OpenAI shipped GPT-4.1 with several pricing changes that mattered as much as the raw capability gains. The flagship variant cost roughly 26% less per output token than GPT-4o on median request mixes, the prompt caching discount was raised from 50% to 75%, and the company removed the long-context surcharge that had applied to certain extended-context APIs in the previous generation. The combination meant teams could push longer prompts without paying premium rates per token.[1]

The table below summarises the headline characteristics of the family at launch.

| Aspect | Detail |
|---|---|
| Developer | [OpenAI](/wiki/openai) |
| API release date | April 14, 2025 |
| ChatGPT release date | May 14, 2025 (Plus, Pro, Team) |
| Variants | GPT-4.1, [GPT-4.1 mini](/wiki/gpt-4.1-mini), [GPT-4.1 nano](/wiki/gpt-4.1-nano) |
| Context window | 1,000,000 tokens (input), 32,768 tokens (output) |
| Knowledge cutoff | June 2024 |
| Modality | Text and image input, text output |
| Predecessor | [GPT-4o](/wiki/gpt_4o) |
| Successor | [GPT-5](/wiki/gpt-5) |
| Access | API, [Azure AI Foundry](/wiki/azure_ai_foundry), [GitHub Copilot](/wiki/github_copilot), ChatGPT (since May 14, 2025) |

## When was GPT-4.1 released?

GPT-4.1 was announced via a livestream and a blog post titled "Introducing GPT-4.1 in the API" on April 14, 2025.[1] The announcement was unusual for OpenAI in two ways. First, the new family launched only through the API, with no immediate ChatGPT presence, which was a reversal of the company's usual pattern of debuting a flagship in the consumer product.

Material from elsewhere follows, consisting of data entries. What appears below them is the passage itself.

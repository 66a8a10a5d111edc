//! Signed opinions of admission nodes on block validity.
//!
//! A judgement is created once a node has accepted or rejected a received
//! block, recorded locally and broadcast. It never changes after signing.

use serde::{Deserialize, Serialize};

use super::{BlockHash, ParseError, PublicKey, Signature};
use crate::crypto::{self, Keypair};

/// One admitted node's signed verdict on a specific block.
#[derive(Clone, Debug, Eq, PartialEq, Hash, Serialize, Deserialize)]
pub struct Judgement {
    /// Block the verdict is about.
    pub block_hash: BlockHash,
    /// `true` if the judge accepted the block.
    pub accepted: bool,
    /// Public key of the judging admission node.
    pub judge: PublicKey,
    pub signature: Option<Signature>,
}

#[derive(Serialize)]
struct JudgementContent<'a> {
    kind: &'static str,
    block_hash: &'a BlockHash,
    accepted: bool,
    judge: &'a PublicKey,
}

impl Judgement {
    /// Creates and signs a judgement with the judge's key.
    pub fn new(block_hash: BlockHash, accepted: bool, judge: &Keypair) -> Self {
        let mut judgement = Self {
            block_hash,
            accepted,
            judge: judge.public_key().clone(),
            signature: None,
        };
        judgement.signature = Some(judge.sign(&judgement.signing_content()));
        judgement
    }

    /// Canonical bytes covered by the judge's signature.
    pub fn signing_content(&self) -> Vec<u8> {
        serde_json::to_vec(&JudgementContent {
            kind: "judgement",
            block_hash: &self.block_hash,
            accepted: self.accepted,
            judge: &self.judge,
        })
        .expect("judgement content should always be serializable to JSON")
    }

    pub fn verify_signature(&self) -> bool {
        self.signature
            .as_ref()
            .is_some_and(|sig| crypto::verify(&self.judge, &self.signing_content(), sig))
    }

    /// Encodes the judgement as its JSON wire body.
    pub fn to_json(&self) -> String {
        serde_json::to_string(self).expect("Judgement should always be serializable to JSON")
    }

    pub fn from_json(body: &str) -> Result<Self, ParseError> {
        Ok(serde_json::from_str(body)?)
    }
}

#[cfg(test)]
mod tests {
    use super::*;
    use crate::types::Hash256;

    #[test]
    fn signed_judgement_verifies_and_survives_the_wire() {
        let judge = Keypair::from_seed(&[4u8; 32]);
        let j = Judgement::new(BlockHash(Hash256::compute(b"b1")), false, &judge);
        assert!(j.verify_signature());

        let decoded = Judgement::from_json(&j.to_json()).expect("decode judgement");
        assert_eq!(decoded, j);
        assert!(decoded.verify_signature());
    }

    #[test]
    fn flipping_the_verdict_breaks_the_signature() {
        let judge = Keypair::from_seed(&[5u8; 32]);
        let mut j = Judgement::new(BlockHash(Hash256::compute(b"b2")), true, &judge);
        j.accepted = false;
        assert!(!j.verify_signature());
    }
}
use axum::{Json, extract::State, http::StatusCode};
use serde::Serialize;

use vaxchain::TxPool;

use crate::state::SharedState;

/// Health-check response with a short summary of the local chain.
#[derive(Serialize)]
pub struct HealthResponse {
    pub status: &'static str,
    pub public_key: String,
    pub admitted: bool,
    pub blocks: usize,
    pub leaves: usize,
    pub dangling: usize,
    pub pooled_transactions: usize,
    pub invalid_transactions: usize,
    pub judged_blocks: usize,
}

/// `GET /health`
///
/// Returns a JSON document indicating liveness.
pub async fn health(State(state): State<SharedState>) -> (StatusCode, Json<HealthResponse>) {
    let engine = state.engine.lock().await;
    let chain = engine.chain();
    let body = HealthResponse {
        status: "ok",
        public_key: engine.public_key().to_string(),
        admitted: engine.is_admitted(),
        blocks: chain.len(),
        leaves: chain.leaves().len(),
        dangling: chain.dangling_count(),
        pooled_transactions: engine.pool().len(),
        invalid_transactions: engine.invalid_transactions().len(),
        judged_blocks: engine.judgements().block_count(),
    };
    (StatusCode::OK, Json(body))
}
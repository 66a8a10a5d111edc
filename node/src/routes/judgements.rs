use axum::{extract::State, http::StatusCode};

use crate::state::SharedState;

/// `POST /new_judgement`
///
/// Records a JSON judgement and re-broadcasts it if it was new.
pub async fn new_judgement(State(state): State<SharedState>, body: String) -> StatusCode {
    let out = {
        let mut engine = state.engine.lock().await;
        engine.receive_judgement(&body)
    };
    state.dispatch(out);
    StatusCode::OK
}
//! Vaccination ledger library crate.
//!
//! This crate provides the core building blocks of a permissioned
//! blockchain for vaccination records, maintained by admission nodes that
//! take turns producing blocks:
//!
//! - strongly-typed domain types (`types`),
//! - key material handling (`crypto`),
//! - the branching block tree and its registration caches (`ledger`),
//! - a modular consensus engine with creator election and judgements (`consensus`),
//! - block and transaction validity predicates (`validation`),
//! - storage backends (`storage`),
//! - the peer transport (`network`),
//! - Prometheus-based metrics (`metrics`),
//! - and a top-level node configuration (`config`).
//!
//! Higher-level binaries can compose these pieces to build peer nodes and
//! local devnets.

pub mod config;
pub mod consensus;
pub mod crypto;
pub mod ledger;
pub mod metrics;
pub mod network;
pub mod storage;
pub mod types;
pub mod validation;

// Re-export top-level configuration types.
pub use config::{ChainConfig, ConfigError, MetricsConfig};

// Re-export "core" consensus types and traits.
pub use consensus::{
    BlockContext, BlockStore, BlockValidator, CombinedValidator, ConsensusConfig, ConsensusEngine,
    ConsensusError, InvalidTransactions, JudgementBook, Proposer, SyncBundle, TransactionPool,
    TxDisposition, TxPool, ValidationError,
};

pub use crypto::{KeyError, Keypair};
pub use ledger::{AttachOutcome, Chain, ChainError, Registrations};
pub use network::{HttpPeerClient, Outbound, PeerConfig, PeerError};

// Re-export storage backends.
pub use storage::{FileBlockStore, FileStoreConfig, InMemoryBlockStore, StorageError};

pub use validation::{BaseValidity, PermissionValidity};

// Re-export metrics registry and consensus metrics.
pub use metrics::{ConsensusMetrics, MetricsRegistry, run_prometheus_http_server};

// Re-export domain types at the crate root for convenience.
pub use types::*;

/// Type alias for the default block validator stack used by a "typical" node.
///
/// This composes:
///
/// - [`BaseValidity`] for structural checks, and
/// - [`PermissionValidity`] for transaction permission checks.
pub type DefaultBlockValidator = CombinedValidator<BaseValidity, PermissionValidity>;

/// Type alias for the default block store backend.
pub type DefaultBlockStore = FileBlockStore;

/// Type alias for the default consensus engine stack.
///
/// This uses:
///
/// - [`DefaultBlockStore`] (one file per block),
/// - [`DefaultBlockValidator`] (base + permissions).
pub type DefaultConsensusEngine = ConsensusEngine<DefaultBlockStore, DefaultBlockValidator>;

/// Builds the default validator stack for `cfg`.
pub fn default_validator(cfg: &ConsensusConfig) -> DefaultBlockValidator {
    CombinedValidator::new(BaseValidity::new(cfg), PermissionValidity)
}

/// Returns the current wall-clock time as seconds since Unix epoch.
///
/// On error (system clock before epoch) this falls back to 0.
pub fn current_unix_timestamp() -> u64 {
    use std::time::{Duration, SystemTime, UNIX_EPOCH};

    SystemTime::now()
        .duration_since(UNIX_EPOCH)
        .unwrap_or_else(|_| Duration::from_secs(0))
        .as_secs()
}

Second, OpenAI used the same announcement to disclose the deprecation of GPT-4.5 Preview, the experimental large model that had been launched in February 2025 and that OpenAI had previously described as its largest non-reasoning model.[1][4]

The original blog post explained the decision to retire GPT-4.5 by saying that GPT-4.1 "matches or exceeds GPT-4.5 in many key capabilities at much lower cost and latency." OpenAI gave developers three months to migrate, setting July 14, 2025 as the date when GPT-4.5 Preview would be removed from the API. Pricing for GPT-4.1 was set at less than one tenth of the GPT-4.5 Preview rate per output token, which contributed to the migration pressure.[1][4]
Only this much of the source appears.